Już jest kolejna edycja najsłynniejszego kalendarza świata. Oczywiście, jak zwykle, nie znajdziecie go na normalnych półkach sklepowych. Kilkanaście tysięcy sztuk, jakie zostało wydrukowane, trafi do wybrańców. Pierwszy egzemplarz tradycyjnie trafił na ręce królowej Anglii. W Polsce na kalendarz może liczyć zaledwie 150 osób.

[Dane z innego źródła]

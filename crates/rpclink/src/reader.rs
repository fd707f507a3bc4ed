//! Read worker: the only task that reads from a connection.

use std::sync::Arc;

use tokio::sync::mpsc;
use tokio_util::sync::CancellationToken;

use crate::protocol::Response;
use crate::transport::{Frame, FrameReader, TransportError, read_with_deadline};
use crate::worker::{Failure, Shared, fail};

fn record_pong(shared: &Shared) {
    match shared.state.last_ping_sent() {
        Some(sent) => {
            let latency = sent.elapsed();
            shared.latency.record(latency);
            tracing::debug!(?latency, "Received pong");
        }
        None => tracing::debug!("Received pong with no ping outstanding"),
    }
}

/// A graceful close ends this reader quietly; anything else is a failure.
fn read_ended(shared: &Shared, quit: &CancellationToken, error: TransportError) {
    if error.is_graceful_close() {
        tracing::info!(error = %error, "Server closed the connection");
    } else if !quit.is_cancelled() {
        tracing::error!(error = %error, "Failed to read frame");
        fail(shared, quit, Failure::Read(error));
    }
}

pub(crate) async fn run_reader(
    mut reader: Box<dyn FrameReader>,
    shared: Arc<Shared>,
    quit: CancellationToken,
    responses: mpsc::Sender<Response>,
) {
    loop {
        let frame = tokio::select! {
            biased;
            _ = quit.cancelled() => break,
            frame = read_with_deadline(reader.as_mut(), shared.config.read_wait) => frame,
        };

        let data = match frame {
            Ok(Frame::Payload(data)) => data,
            Ok(Frame::Pong) => {
                record_pong(&shared);
                continue;
            }
            Ok(Frame::Ping) => {
                tracing::debug!("Received ping");
                continue;
            }
            Ok(Frame::Close { code, reason }) => {
                read_ended(&shared, &quit, TransportError::Closed { code, reason });
                break;
            }
            Err(e) => {
                read_ended(&shared, &quit, e);
                break;
            }
        };

        let response = match Response::decode(&data) {
            Ok(response) => response,
            Err(e) => {
                tracing::warn!(error = %e, "Skipping response frame");
                continue;
            }
        };
        tracing::debug!(id = ?response.id, "Received response");

        // Blocks until the caller takes it. Only shutdown abandons a response.
        tokio::select! {
            biased;
            _ = shared.shutdown.cancelled() => break,
            sent = responses.send(response) => {
                if sent.is_err() {
                    tracing::trace!("Response receiver dropped");
                }
            }
        }
    }

    reader.close().await;
}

Kalendarz jest wydawany od 1964 roku. Od początku do współpracy zapraszani byli najsłynniejsi i najlepsi fotografowie oraz najpiękniejsze modelki świata. Oczywiście, tak samo było i w tym roku. Za zdjęcia do najnowszej edycji odpowiedzialny jest Terry Richardson, Amerykanin, który na trzydziestu fotografiach uwiecznił, jak zwykle, piękne kobiety. Artysta znany jest ze swojego ekscentrycznego podejścia do fotografii i zamiłowania do prowokacji oraz skandali, co wpłynęło na tegoroczny wygląd zdjęć zebranych prze Pirelli.
Wydanie na 2010 rok jest swoistym hołdem dla kalendarzy Pirelli, jakie ukazały się w latach sześćdziesiątych i siedemdziesiątych. Modelki zostały uwiecznione na tle plaż i dzikiej natury. Zdjęcia Richardsona są proste i podkreślają kobiecą urodę. Artysta zrezygnował z podkręcania fotek i jakichkolwiek retuszy komputerowych. Na kartach kalendarza znalazło się jedenaście modelek z całego świata: Catherine McNeil, Abbey Lee Kershaw, Miranda Kerry, Eniko Mihalik, Marloes Horst, Lily Cole, Daisy Lowe, Rosie Huntington-Whiteley, Georgina Stojilijkovic oraz dwie rodowite Brazylijki, Gracie Carvalho i Ana Beatriz Barros.